Another day we went to an indoor butterfly garden and let hundreds of colorful wings flutter around us like confetti. "He thinks you're a flower," Jack whispered in my ear as one of the butterflies perched on my shoulder.

He took Luke and me to an arts and flowers market, where he bought me a huge basket of handmade soaps and two pails of melting-ripe Fredericksburg peaches. We dropped off one of the pails at his father's home and visited for about an hour, going out to the back with him to view a putting green that had just been installed.

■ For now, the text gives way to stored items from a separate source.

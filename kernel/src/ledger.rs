use crate::database::{DatabaseConnection, DependOnDatabaseConnection, Transaction};
use crate::entity::{Book, BookId};
use crate::KernelError;

/// Inventory movements for the borrow and return paths. All three
/// operations run inside the caller's transaction; nothing here commits.
#[async_trait::async_trait]
pub trait BookInventoryLedger: 'static + Sync + Send {
    type Transaction: Transaction;

    /// Reads the book row under a row-level exclusive lock. The lock is
    /// held until the surrounding transaction commits or rolls back.
    async fn lock(
        &self,
        con: &mut Self::Transaction,
        id: &BookId,
    ) -> error_stack::Result<Option<Book>, KernelError>;

    /// Takes one copy out of inventory. The decrement is guarded so the
    /// count can never drop below zero; an exhausted row reports
    /// [`KernelError::InventoryExhausted`] and leaves the row untouched.
    async fn borrow_copy(
        &self,
        con: &mut Self::Transaction,
        id: &BookId,
    ) -> error_stack::Result<(), KernelError>;

    /// Puts one copy back. Counting the copy against the original stock
    /// is the caller's job, not checked here.
    async fn return_copy(
        &self,
        con: &mut Self::Transaction,
        id: &BookId,
    ) -> error_stack::Result<(), KernelError>;
}

pub trait DependOnBookInventoryLedger: 'static + Sync + Send + DependOnDatabaseConnection {
    type BookInventoryLedger: BookInventoryLedger<
        Transaction = <Self::DatabaseConnection as DatabaseConnection>::Transaction,
    >;
    fn book_inventory_ledger(&self) -> &Self::BookInventoryLedger;
}
mod book;
mod borrowing;
mod user;

#[cfg(test)]
pub(crate) mod mock;

pub use self::{book::*, borrowing::*, user::*};
mod book;
mod borrowing;

pub use self::book::BookRouter;
pub use self::borrowing::BorrowingRouter;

Discovering that I had never played golf, Churchill gave me an impromptu putting lesson. I told him I didn't need to take on a new hobby that I was bad at, and Churchill told me that golf was one of the two things in life you could enjoy even if you were bad at them. Before I could ask what the other thing was, Jack shook his head with a groan and dragged me out of there, but not before his father had made him promise to bring me back soon.

There were elegant occasions when Jack and I attended a charity event for the Houston Symphony, or went to the opening of an art gallery, or out to dinner at a luminous restaurant located in a renovated 1920s church. I was amused and also annoyed by the reactions of other women to Jack, the way they fluttered and flirted. He was courteous but distant, but that only seemed to encourage them. And I realized Jack was not the only one with a possessive streak.